Personnel of said national agencies or offices shall be absorbed by the local government units to which they
belong or in whose areas they are assigned to the extent that it is administratively viable as determined by the
said oversight committee: Provided, That the rights accorded to such personnel pursuant to civil service law,
rules and regulations shall not be impaired: Provided, further, That regional directors who are career
executive service officers and other officers of similar rank in the said regional offices who cannot be
absorbed by the local government unit shall be retained by the National Government, without any diminution
of rank, salary or tenure.
(j) To ensure the active participation of the private sector in local governance, local government units may,
by ordinance, sell, lease, encumber, or otherwise dispose of public economic enterprises owned by them in
their proprietary capacity.
Costs may also be charged for the delivery of basic services or facilities enumerated in this section.
Limbonas v. Mangelin
-Autonomous governments of Mindanao, as they are now constituted, are subject to the jurisdiction of
the national courts.
-Autonomous governments of Mindanao, as they are now constituted, are subject to the jurisdiction of
the national courts
- Autonomy is either decentralization of administration or decentralization of power.

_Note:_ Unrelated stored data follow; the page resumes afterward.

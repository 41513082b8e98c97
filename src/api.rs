//! REST API Server for the Credit Pack Orchestrator
//!
//! One orchestrator per session, created on demand and kept in memory.
//! Requests for the same session are serialized by the session's mutex.

use axum::{
    extract::{Path, State},
    http::StatusCode,
    routing::{get, post},
    Json, Router,
};
use serde::{Deserialize, Serialize};
use std::collections::HashMap;
use std::sync::Arc;
use tokio::sync::{Mutex, RwLock};
use tower_http::cors::CorsLayer;
use tower_http::trace::TraceLayer;
use tracing::{debug, info};
use uuid::Uuid;

use crate::agent::Orchestrator;
use crate::error::OrchestrationError;
use crate::models::UploadedFile;

/// =============================
/// Request Models
/// =============================

#[derive(Debug, Deserialize)]
pub struct FileUpload {
    pub name: String,
    pub content: String,
}

#[derive(Debug, Deserialize)]
pub struct MessageRequest {
    #[serde(default)]
    pub message: String,
    #[serde(default)]
    pub files: Vec<FileUpload>,
}

#[derive(Debug, Deserialize)]
pub struct ReplayRequest {
    pub step_index: usize,
    #[serde(default)]
    pub instruction: String,
}

/// =============================
/// Response Wrapper
/// =============================

#[derive(Debug, Serialize, Deserialize)]
pub struct ApiResponse {
    pub success: bool,
    pub data: Option<serde_json::Value>,
    pub error: Option<String>,
    pub timestamp: String,
}

impl ApiResponse {
    pub fn success<T: Serialize>(data: T) -> Self {
        Self {
            success: true,
            data: serde_json::to_value(data).ok(),
            error: None,
            timestamp: chrono::Utc::now().to_rfc3339(),
        }
    }

    pub fn error(message: String) -> Self {
        Self {
            success: false,
            data: None,
            error: Some(message),
            timestamp: chrono::Utc::now().to_rfc3339(),
        }
    }
}

type ApiResult = (StatusCode, Json<ApiResponse>);

fn not_found(e: OrchestrationError) -> ApiResult {
    (StatusCode::NOT_FOUND, Json(ApiResponse::error(e.to_string())))
}

/// =============================
/// API State
/// =============================

/// Builds a fresh orchestrator for each new session
pub type OrchestratorFactory = Arc<dyn Fn() -> Orchestrator + Send + Sync>;

type Session = Arc<Mutex<Orchestrator>>;

#[derive(Clone)]
pub struct ApiState {
    sessions: Arc<RwLock<HashMap<Uuid, Session>>>,
    factory: OrchestratorFactory,
}

impl ApiState {
    pub fn new(factory: OrchestratorFactory) -> Self {
        Self {
            sessions: Arc::new(RwLock::new(HashMap::new())),
            factory,
        }
    }

    async fn create_session(&self) -> Uuid {
        let session_id = Uuid::new_v4();
        let orchestrator = (self.factory)();
        self.sessions
            .write()
            .await
            .insert(session_id, Arc::new(Mutex::new(orchestrator)));
        session_id
    }

    async fn session(&self, raw_id: &str) -> Result<Session, OrchestrationError> {
        let session_id = Uuid::parse_str(raw_id)
            .map_err(|_| OrchestrationError::SessionNotFound(raw_id.to_string()))?;
        self.sessions
            .read()
            .await
            .get(&session_id)
            .cloned()
            .ok_or_else(|| OrchestrationError::SessionNotFound(raw_id.to_string()))
    }
}

/// =============================
/// Health Endpoint
/// =============================

async fn health() -> Json<serde_json::Value> {
    Json(serde_json::json!({
        "status": "healthy",
        "timestamp": chrono::Utc::now().to_rfc3339()
    }))
}

/// =============================
/// Session Endpoints
/// =============================

async fn create_session(State(state): State<ApiState>) -> ApiResult {
    let session_id = state.create_session().await;
    info!(%session_id, "Session created");

    (
        StatusCode::CREATED,
        Json(ApiResponse::success(serde_json::json!({ "session_id": session_id }))),
    )
}

async fn post_message(
    State(state): State<ApiState>,
    Path(session_id): Path<String>,
    Json(req): Json<MessageRequest>,
) -> ApiResult {
    let session = match state.session(&session_id).await {
        Ok(session) => session,
        Err(e) => return not_found(e),
    };

    let files = req
        .files
        .into_iter()
        .map(|f| UploadedFile::new(f.name, f.content))
        .collect::<Vec<_>>();
    debug!(%session_id, files = files.len(), "Message received");

    let mut orchestrator = session.lock().await;
    let response = orchestrator.process_message(&req.message, files).await;

    (StatusCode::OK, Json(ApiResponse::success(response)))
}

async fn get_steps(State(state): State<ApiState>, Path(session_id): Path<String>) -> ApiResult {
    let session = match state.session(&session_id).await {
        Ok(session) => session,
        Err(e) => return not_found(e),
    };

    let orchestrator = session.lock().await;
    (
        StatusCode::OK,
        Json(ApiResponse::success(orchestrator.get_step_history())),
    )
}

async fn replay(
    State(state): State<ApiState>,
    Path(session_id): Path<String>,
    Json(req): Json<ReplayRequest>,
) -> ApiResult {
    let session = match state.session(&session_id).await {
        Ok(session) => session,
        Err(e) => return not_found(e),
    };

    info!(%session_id, step_index = req.step_index, "Replay requested");
    let mut orchestrator = session.lock().await;
    let response = orchestrator
        .replay_from_step(req.step_index, &req.instruction)
        .await;

    (StatusCode::OK, Json(ApiResponse::success(response)))
}

async fn get_context(State(state): State<ApiState>, Path(session_id): Path<String>) -> ApiResult {
    let session = match state.session(&session_id).await {
        Ok(session) => session,
        Err(e) => return not_found(e),
    };

    let orchestrator = session.lock().await;
    let context = orchestrator.context();
    (
        StatusCode::OK,
        Json(ApiResponse::success(serde_json::json!({
            "workflow": context.snapshot(),
            "turn_count": context.turn_count,
            "awaiting_approval": context.awaiting_approval,
            "summary": context.state_summary(),
        }))),
    )
}

/// =============================
/// Router
/// =============================

pub fn create_router(factory: OrchestratorFactory) -> Router {
    let state = ApiState::new(factory);

    Router::new()
        .route("/health", get(health))
        .route("/api/sessions", post(create_session))
        .route("/api/sessions/:id/messages", post(post_message))
        .route("/api/sessions/:id/steps", get(get_steps))
        .route("/api/sessions/:id/replay", post(replay))
        .route("/api/sessions/:id/context", get(get_context))
        .with_state(state)
        .layer(TraceLayer::new_for_http())
        .layer(CorsLayer::permissive())
}

/// =============================
/// Server Startup
/// =============================

pub async fn start_server(
    factory: OrchestratorFactory,
    port: u16,
) -> std::result::Result<(), Box<dyn std::error::Error>> {
    let router = create_router(factory);

    let listener = tokio::net::TcpListener::bind(format!("0.0.0.0:{}", port)).await?;

    info!("API Server listening on http://0.0.0.0:{}", port);
    info!("Local: http://127.0.0.1:{}", port);

    axum::serve(listener, router).await?;

    Ok(())
}

#[cfg(test)]
mod tests {
    use super::*;
    use crate::config::OrchestratorConfig;
    use crate::llm::ScriptedLlm;
    use crate::search::{SearchOutcome, StaticSearch};
    use crate::specialists::Specialists;
    use axum::body::Body;
    use axum::http::Request;
    use serde_json::{json, Value};
    use tower::ServiceExt;

    /// Every session's classifier routes its first turns to `analyze_deal`
    fn test_router() -> Router {
        create_router(Arc::new(|| {
            Orchestrator::new(
                Arc::new(ScriptedLlm::new(["analyze_deal", "show_state"])),
                Specialists::mock(),
                Arc::new(StaticSearch::new(SearchOutcome::ok(vec![]))),
                OrchestratorConfig::default(),
            )
        }))
    }

    async fn call(router: &Router, method: &str, uri: &str, body: Option<Value>) -> (StatusCode, Value) {
        let request = Request::builder()
            .method(method)
            .uri(uri)
            .header("content-type", "application/json")
            .body(match body {
                Some(body) => Body::from(body.to_string()),
                None => Body::empty(),
            })
            .unwrap();

        let response = router.clone().oneshot(request).await.unwrap();
        let status = response.status();
        let bytes = axum::body::to_bytes(response.into_body(), usize::MAX)
            .await
            .unwrap();
        (status, serde_json::from_slice(&bytes).unwrap())
    }

    async fn new_session(router: &Router) -> String {
        let (status, body) = call(router, "POST", "/api/sessions", None).await;
        assert_eq!(status, StatusCode::CREATED);
        body["data"]["session_id"].as_str().unwrap().to_string()
    }

    #[tokio::test]
    async fn test_health() {
        let (status, body) = call(&test_router(), "GET", "/health", None).await;
        assert_eq!(status, StatusCode::OK);
        assert_eq!(body["status"], "healthy");
    }

    #[tokio::test]
    async fn test_message_steps_and_context() {
        let router = test_router();
        let id = new_session(&router).await;

        let (status, body) = call(
            &router,
            "POST",
            &format!("/api/sessions/{}/messages", id),
            Some(json!({
                "message": "analyze this deal",
                "files": [{ "name": "acme_teaser.txt", "content": "Acme seeks EUR 25m" }]
            })),
        )
        .await;
        assert_eq!(status, StatusCode::OK);
        assert_eq!(body["data"]["intent"], "analyze_deal");
        assert_eq!(body["data"]["is_error"], false);
        assert_eq!(body["data"]["step_index"], 0);

        let (_, steps) = call(&router, "GET", &format!("/api/sessions/{}/steps", id), None).await;
        assert_eq!(steps["data"].as_array().unwrap().len(), 1);
        assert_eq!(steps["data"][0]["label"], "Analyze deal");

        let (_, context) = call(&router, "GET", &format!("/api/sessions/{}/context", id), None).await;
        assert_eq!(context["data"]["turn_count"], 1);
        assert_eq!(context["data"]["workflow"]["teaser_filename"], "acme_teaser.txt");
    }

    #[tokio::test]
    async fn test_replay_out_of_range_is_error_result() {
        let router = test_router();
        let id = new_session(&router).await;

        let (status, body) = call(
            &router,
            "POST",
            &format!("/api/sessions/{}/replay", id),
            Some(json!({ "step_index": 3 })),
        )
        .await;

        assert_eq!(status, StatusCode::OK);
        assert_eq!(body["data"]["is_error"], true);
    }

    #[tokio::test]
    async fn test_unknown_session_is_404() {
        let router = test_router();

        let (status, body) = call(
            &router,
            "GET",
            &format!("/api/sessions/{}/steps", Uuid::new_v4()),
            None,
        )
        .await;
        assert_eq!(status, StatusCode::NOT_FOUND);
        assert_eq!(body["success"], false);

        let (status, _) = call(&router, "GET", "/api/sessions/not-a-uuid/context", None).await;
        assert_eq!(status, StatusCode::NOT_FOUND);
    }
}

There is decentralization of administration when the central government delegates administrative
powers to political subdivisions in order to broaden the base of government power and in the process to
make local governments "more responsive and accountable," "and ensure their fullest development as
self-reliant communities and make them more effective partners in the pursuit of national development
and social progress."
-At the same time, it relieves the central government of the burden of managing local affairs and
enables it to concentrate on national concerns. The President exercises "general supervision" over them,
but only to "ensure that local affairs are administered according to law." He has no control over their
acts in the sense that he can substitute their judgments with his own.
-Decentralization of power, on the other hand, involves an abdication of political power in the favor of
local governments units declare to be autonomous. In that case, the autonomous government is free to
chart its own destiny and shape its future with minimum intervention from central authorities.
According to a constitutional author, decentralization of power amounts to "self-immolation," since in
that event, the autonomous government becomes accountable not to the central authorities but to its
constituency.
-An autonomous government that enjoys autonomy of the latter category is subject alone to the decree
of the organic act creating it and accepted principles on the effects and limits of "autonomy." On the
other hand, an autonomous government of the former class is, as we noted, under the supervision of the
national government acting through the President (and the Department of Local Government).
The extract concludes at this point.